I place great value on the ancient forest and do not advocate bulldozing it in the name of progress. I place no such value on Victorian houses. Why concern myself with objects that represent the age of Disraeli's socially conservative politics? Victorian houses turning into trap houses is quite ironic to me as it is the continuation of Victorian-style prejudice that spawned the "crack epidemic."
I have a very strong feeling that your use of researched statistics and language is just a little to convenient for a sincere exchange and that perhaps it is done for some organization with much to gain by hiring word smiths to cruise blogs as this.

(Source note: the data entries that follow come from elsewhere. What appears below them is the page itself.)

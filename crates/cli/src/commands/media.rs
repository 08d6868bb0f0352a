use std::path::PathBuf;

use anyhow::Result;
use comfy_table::{presets::UTF8_FULL, Cell, ContentArrangement, Table};
use tagvault_core::{MediaChange, MediaRecord, Store};

pub fn add(store: &Store, path: PathBuf, tags: Vec<String>) -> Result<()> {
    let mut change = MediaChange::new(path);
    change.add_tags = tags;
    let record = store.insert_media(change)?;
    let hashed = if record.hash.is_some() { "hashed" } else { "no hash" };
    println!("Added media {} {} ({hashed})", record.id, record.path.display());
    Ok(())
}

pub fn rm(store: &Store, id: i64, from_disk: bool) -> Result<()> {
    let record = store.media(id)?;
    store.delete_media(&record, from_disk)?;
    if from_disk {
        println!("Removed {} and deleted the file", record.path.display());
    } else {
        println!("Removed {} from the catalog", record.path.display());
    }
    Ok(())
}

pub fn mv(store: &Store, id: i64, new_path: PathBuf, overwrite: bool) -> Result<()> {
    let record = store.media(id)?;
    let moved = store.move_media(&record, &new_path, overwrite)?;
    if moved {
        println!("Moved {} -> {}", record.path.display(), new_path.display());
    } else {
        println!("Catalog now points at {}", new_path.display());
    }
    Ok(())
}

pub fn merge(store: &Store, source: i64, dest: i64, delete_source: bool) -> Result<()> {
    let merged = store.merge_media(source, dest, delete_source)?;
    let labels = tag_labels(store, merged.id)?;
    println!(
        "Merged media {source} into {dest}; tags now: {}",
        labels.join(", ")
    );
    Ok(())
}

pub fn tag(store: &Store, id: i64, labels: Vec<String>) -> Result<()> {
    let record = store.media(id)?;
    let mut change = retag_change(&record);
    change.add_tags = labels;
    store.update_media(id, change)?;
    println!("Tags on {}: {}", record.path.display(), tag_labels(store, id)?.join(", "));
    Ok(())
}

pub fn untag(store: &Store, id: i64, labels: Vec<String>) -> Result<()> {
    let record = store.media(id)?;
    let mut change = retag_change(&record);
    change.remove_tags = labels;
    store.update_media(id, change)?;
    println!("Tags on {}: {}", record.path.display(), tag_labels(store, id)?.join(", "));
    Ok(())
}

pub fn ls(store: &Store) -> Result<()> {
    let records = store.all_media()?;
    if records.is_empty() {
        println!("No media.");
        return Ok(());
    }

    let mut table = Table::new();
    table.load_preset(UTF8_FULL);
    table.set_content_arrangement(ContentArrangement::Dynamic);
    table.set_header(vec![
        Cell::new("ID"),
        Cell::new("Path"),
        Cell::new("Hash"),
        Cell::new("Tags"),
    ]);
    for record in &records {
        let hash = record
            .hash
            .map(|h| format!("{:016x}", h.0))
            .unwrap_or_else(|| "\u{2014}".to_string());
        table.add_row(vec![
            Cell::new(record.id),
            Cell::new(record.path.display()),
            Cell::new(hash),
            Cell::new(tag_labels(store, record.id)?.join(", ")),
        ]);
    }
    println!("{table}");
    Ok(())
}

pub fn show(store: &Store, id: i64) -> Result<()> {
    let record = store.media(id)?;
    println!("Media {}", record.id);
    println!("  Path:     {}", record.path.display());
    println!("  Added:    {}", record.added_at);
    match record.hash {
        Some(hash) => println!("  Hash:     {:016x}", hash.0),
        None => println!("  Hash:     none"),
    }
    let tags = store.media_tags(id)?;
    if tags.is_empty() {
        println!("  Tags:     none");
    } else {
        for tag in tags {
            let symbol = tag
                .type_id
                .and_then(|tid| store.tag_type(tid))
                .map(|t| t.symbol.to_string())
                .unwrap_or_default();
            println!("  Tag:      {symbol}{}", tag.label);
        }
    }
    Ok(())
}

/// A change that keeps path and hash as they are, ready for tag edits.
fn retag_change(record: &MediaRecord) -> MediaChange {
    let mut change = MediaChange::new(record.path.clone());
    change.hash = record.hash;
    change
}

fn tag_labels(store: &Store, id: i64) -> Result<Vec<String>> {
    Ok(store
        .media_tags(id)?
        .into_iter()
        .map(|t| t.label)
        .collect())
}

You think my comments are good enough to land a freelance job for some sort of advocacy group? That would be nice. I am just a regular citizen who advocates herbal medicine and individual liberty. I see
Cannabis sativa and
Cannabis indica as two efficacious herbs with different medicinal properties. It is ludicrous for society to criminalize herbal medicine in any form. It is especially hypocritical for a society to allow its citizens to destroy their lives through drinking flavored solvents but not allow them to potentially enhance their lives by consuming certain aromatic herbs.
I commented on this blog entry because this sentence resonates with my feeling about the subject:
"When adults have that freedom, the world that Samuels describes, in which marijuana carries a load of cultural and political baggage that has little to with its intrinsic properties, will no longer exist."